UT Southwestern Biochemist Benjamin Tu, Ph.D., is the recipient of the 2021 Edith and Peter O'Donnell Award in Science from TAMEST (The Academy of Medicine, Engineering and Science of Texas). He was chosen for his pioneering research on cellular roles of small molecule metabolites that may have relevance for cancer treatments and other diseases.

Dr. Tu's approach to studying yeast to reveal conserved behavior in mammalian cells has led to the discovery of a unique pathway supporting the survival and growth of cancerous cells. By understanding how the pathway works in the mammalian cells, Dr. Tu was able to block the nutrient pathway feeding cancerous cell growth.

His revolutionary work challenges the long-held belief that metabolites are merely passive in their function. Instead, Dr. Tu's research unveils that metabolites may drive key cellular processes and suggests the importance and influence of the metabolic state on cell regulation.

"Dr. Tu is like a detective - he is really excellent at figuring out the nuts and bolts of how cells work, how they function, and how they are regulated," said Margaret Phillips, Ph.D., Professor and Sam G. Winstead and F. Andrew Bell Distinguished Chair in Biochemistry at UT Southwestern Medical Center. "The regulation of growth is important in cells because if growth is allowed to proceed in an unregulated fashion, it can lead to cancer or other diseases. What makes Dr. Tu so amazing is he has just made one important discovery after another in multiple different areas of metabolism throughout his career.
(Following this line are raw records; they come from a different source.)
//! Shared configuration for the Warden process supervisor.
//!
//! Configuration is layered by `ortho_config`: built-in defaults, then an
//! optional TOML file (`--config-path` or `WARDEN_CONFIG_PATH`), then
//! `WARDEN_*` environment variables, then command-line flags. The resolved
//! [`Config`] describes the supervised service, its external collaborators,
//! the location of the persisted state, and the controller's own telemetry.

use std::path::{Path, PathBuf};
use std::time::Duration;

use ortho_config::OrthoConfig;
use serde::{Deserialize, Serialize};

mod defaults;
mod directives;
mod logging;
mod paths;

pub use defaults::{
    DEFAULT_KILL_TIMEOUT_MS, DEFAULT_LOG_FILTER, DEFAULT_SERVICE_ENDPOINT, DEFAULT_SERVICE_NAME,
    DEFAULT_STARTUP_GRACE_MS, DEFAULT_STATE_DIR, DEFAULT_STOP_TIMEOUT_MS, default_log_file,
    default_log_filter, default_log_format, default_pid_file,
};
pub use directives::{AssetJob, AssetJobParseError, EnvAssignment, EnvAssignmentParseError};
pub use logging::{LogFormat, LogFormatParseError};
pub use paths::{StatePaths, StatePathsError};

/// Resolved supervisor configuration.
#[derive(Debug, Clone, PartialEq, Eq, Deserialize, Serialize, OrthoConfig)]
#[ortho_config(prefix = "WARDEN")]
pub struct Config {
    /// Display name used in operator-facing messages.
    #[serde(default = "defaults::default_service_name")]
    #[ortho_config(default = defaults::default_service_name())]
    pub service_name: String,
    /// Program and arguments that run the supervised service.
    #[serde(default)]
    #[ortho_config(merge_strategy = "replace")]
    pub service_command: Vec<String>,
    /// Endpoint reported once the service is running.
    #[serde(default = "defaults::default_service_endpoint")]
    #[ortho_config(default = defaults::default_service_endpoint())]
    pub service_endpoint: String,
    /// Extra environment applied to the service process.
    #[serde(default)]
    pub service_env: Vec<EnvAssignment>,
    /// Location of the persisted handle record.
    #[serde(default = "defaults::default_pid_file")]
    #[ortho_config(default = defaults::default_pid_file())]
    pub pid_file: PathBuf,
    /// Location of the captured service output.
    #[serde(default = "defaults::default_log_file")]
    #[ortho_config(default = defaults::default_log_file())]
    pub log_file: PathBuf,
    /// Build executor invoked before each start; skipped when empty.
    #[serde(default)]
    #[ortho_config(merge_strategy = "replace")]
    pub build_command: Vec<String>,
    /// Static asset compiler binary; asset jobs are skipped when unset.
    #[serde(default)]
    pub asset_compiler: Option<PathBuf>,
    /// Arguments appended to every asset compiler invocation.
    #[serde(default = "defaults::default_asset_compiler_args")]
    #[ortho_config(
        default = defaults::default_asset_compiler_args(),
        merge_strategy = "replace"
    )]
    pub asset_compiler_args: Vec<String>,
    /// Asset compiler invocations, run in order before the build.
    #[serde(default)]
    pub asset_jobs: Vec<AssetJob>,
    /// Toolchain program whose presence and version gate `start`.
    #[serde(default)]
    pub toolchain: Option<String>,
    /// Minimum `major.minor` toolchain version.
    #[serde(default)]
    pub toolchain_min_version: Option<String>,
    /// Grace interval before the freshly spawned service is re-probed.
    #[serde(default = "default_startup_grace_ms")]
    #[ortho_config(default = DEFAULT_STARTUP_GRACE_MS)]
    pub startup_grace_ms: u64,
    /// Time allowed for a graceful stop.
    #[serde(default = "default_stop_timeout_ms")]
    #[ortho_config(default = DEFAULT_STOP_TIMEOUT_MS)]
    pub stop_timeout_ms: u64,
    /// Time allowed for the service to vanish after a forceful stop.
    #[serde(default = "default_kill_timeout_ms")]
    #[ortho_config(default = DEFAULT_KILL_TIMEOUT_MS)]
    pub kill_timeout_ms: u64,
    /// `tracing` filter directive for controller diagnostics.
    #[serde(default = "defaults::default_log_filter_string")]
    #[ortho_config(default = defaults::default_log_filter_string())]
    pub log_filter: String,
    /// Output format for controller diagnostics.
    #[serde(default = "defaults::default_log_format")]
    #[ortho_config(default = defaults::default_log_format())]
    pub log_format: LogFormat,
}

const fn default_startup_grace_ms() -> u64 {
    DEFAULT_STARTUP_GRACE_MS
}

const fn default_stop_timeout_ms() -> u64 {
    DEFAULT_STOP_TIMEOUT_MS
}

const fn default_kill_timeout_ms() -> u64 {
    DEFAULT_KILL_TIMEOUT_MS
}

impl Default for Config {
    fn default() -> Self {
        Self {
            service_name: defaults::default_service_name(),
            service_command: Vec::new(),
            service_endpoint: defaults::default_service_endpoint(),
            service_env: Vec::new(),
            pid_file: defaults::default_pid_file(),
            log_file: defaults::default_log_file(),
            build_command: Vec::new(),
            asset_compiler: None,
            asset_compiler_args: defaults::default_asset_compiler_args(),
            asset_jobs: Vec::new(),
            toolchain: None,
            toolchain_min_version: None,
            startup_grace_ms: DEFAULT_STARTUP_GRACE_MS,
            stop_timeout_ms: DEFAULT_STOP_TIMEOUT_MS,
            kill_timeout_ms: DEFAULT_KILL_TIMEOUT_MS,
            log_filter: defaults::default_log_filter_string(),
            log_format: defaults::default_log_format(),
        }
    }
}

impl Config {
    /// Display name of the supervised service.
    pub fn service_name(&self) -> &str {
        &self.service_name
    }

    /// Program and arguments of the supervised service.
    pub fn service_command(&self) -> &[String] {
        &self.service_command
    }

    /// Endpoint reported for the running service.
    pub fn service_endpoint(&self) -> &str {
        &self.service_endpoint
    }

    /// Environment applied to the service process.
    pub fn service_env(&self) -> &[EnvAssignment] {
        &self.service_env
    }

    /// Location of the persisted handle record.
    pub fn pid_file(&self) -> &Path {
        &self.pid_file
    }

    /// Location of the captured service output.
    pub fn log_file(&self) -> &Path {
        &self.log_file
    }

    /// Build executor argv; empty when no build step is configured.
    pub fn build_command(&self) -> &[String] {
        &self.build_command
    }

    /// Static asset compiler binary, if configured.
    pub fn asset_compiler(&self) -> Option<&Path> {
        self.asset_compiler.as_deref()
    }

    /// Arguments appended to every asset compiler invocation.
    pub fn asset_compiler_args(&self) -> &[String] {
        &self.asset_compiler_args
    }

    /// Asset compiler invocations.
    pub fn asset_jobs(&self) -> &[AssetJob] {
        &self.asset_jobs
    }

    /// Toolchain program gating `start`, if configured.
    pub fn toolchain(&self) -> Option<&str> {
        self.toolchain.as_deref()
    }

    /// Minimum toolchain version, if configured.
    pub fn toolchain_min_version(&self) -> Option<&str> {
        self.toolchain_min_version.as_deref()
    }

    /// Grace interval between spawn and the readiness re-probe.
    pub const fn startup_grace(&self) -> Duration {
        Duration::from_millis(self.startup_grace_ms)
    }

    /// Graceful stop timeout.
    pub const fn stop_timeout(&self) -> Duration {
        Duration::from_millis(self.stop_timeout_ms)
    }

    /// Forceful stop timeout.
    pub const fn kill_timeout(&self) -> Duration {
        Duration::from_millis(self.kill_timeout_ms)
    }

    /// Log filter expression for controller diagnostics.
    pub fn log_filter(&self) -> &str {
        &self.log_filter
    }

    /// Diagnostic output format.
    pub const fn log_format(&self) -> LogFormat {
        self.log_format
    }
}

#[cfg(test)]
mod tests {
    use super::*;

    #[test]
    fn default_timeouts_match_documented_values() {
        let config = Config::default();
        assert_eq!(config.startup_grace(), Duration::from_secs(3));
        assert_eq!(config.stop_timeout(), Duration::from_secs(10));
        assert_eq!(config.kill_timeout(), Duration::from_secs(5));
    }

    #[test]
    fn default_state_lives_under_state_dir() {
        let config = Config::default();
        assert!(config.pid_file().starts_with(DEFAULT_STATE_DIR));
        assert!(config.log_file().starts_with(DEFAULT_STATE_DIR));
        assert!(config.service_command().is_empty());
        assert_eq!(config.log_format(), LogFormat::Compact);
    }
}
He is a brilliant scientist."

Dr. Tu, UT Southwestern Presidential Scholar and a W.W. Caruth, Jr. Scholar in Biomedical Research, is one of four Texas-based scientists receiving the TAMEST 2021 Edith and Peter O'Donnell Awards for their individual contributions addressing the essential role that science and technology play in society, and whose work meets the highest standards of exemplary professional performance, creativity and resourcefulness.

We believe Dr. Tu's research will lead to future therapeutic advancements for diseases. As a pioneer in his field, we are honored to recognize him as the recipient of our 2021 O'Donnell Award in Science and are grateful for the discoveries he is making here in Texas that will impact the rest of the world."

David E. Daniel, Ph.D. (NAE), 2021 Board President, TAMEST

Dr. Tu will be recognized at the 2021 O'Donnell Awards virtual ceremony on Wednesday, January 13 at 4 p.m. CT and will give a subsequent virtual talk on his groundbreaking research on February 24, 2021, at 11 a.m. CT.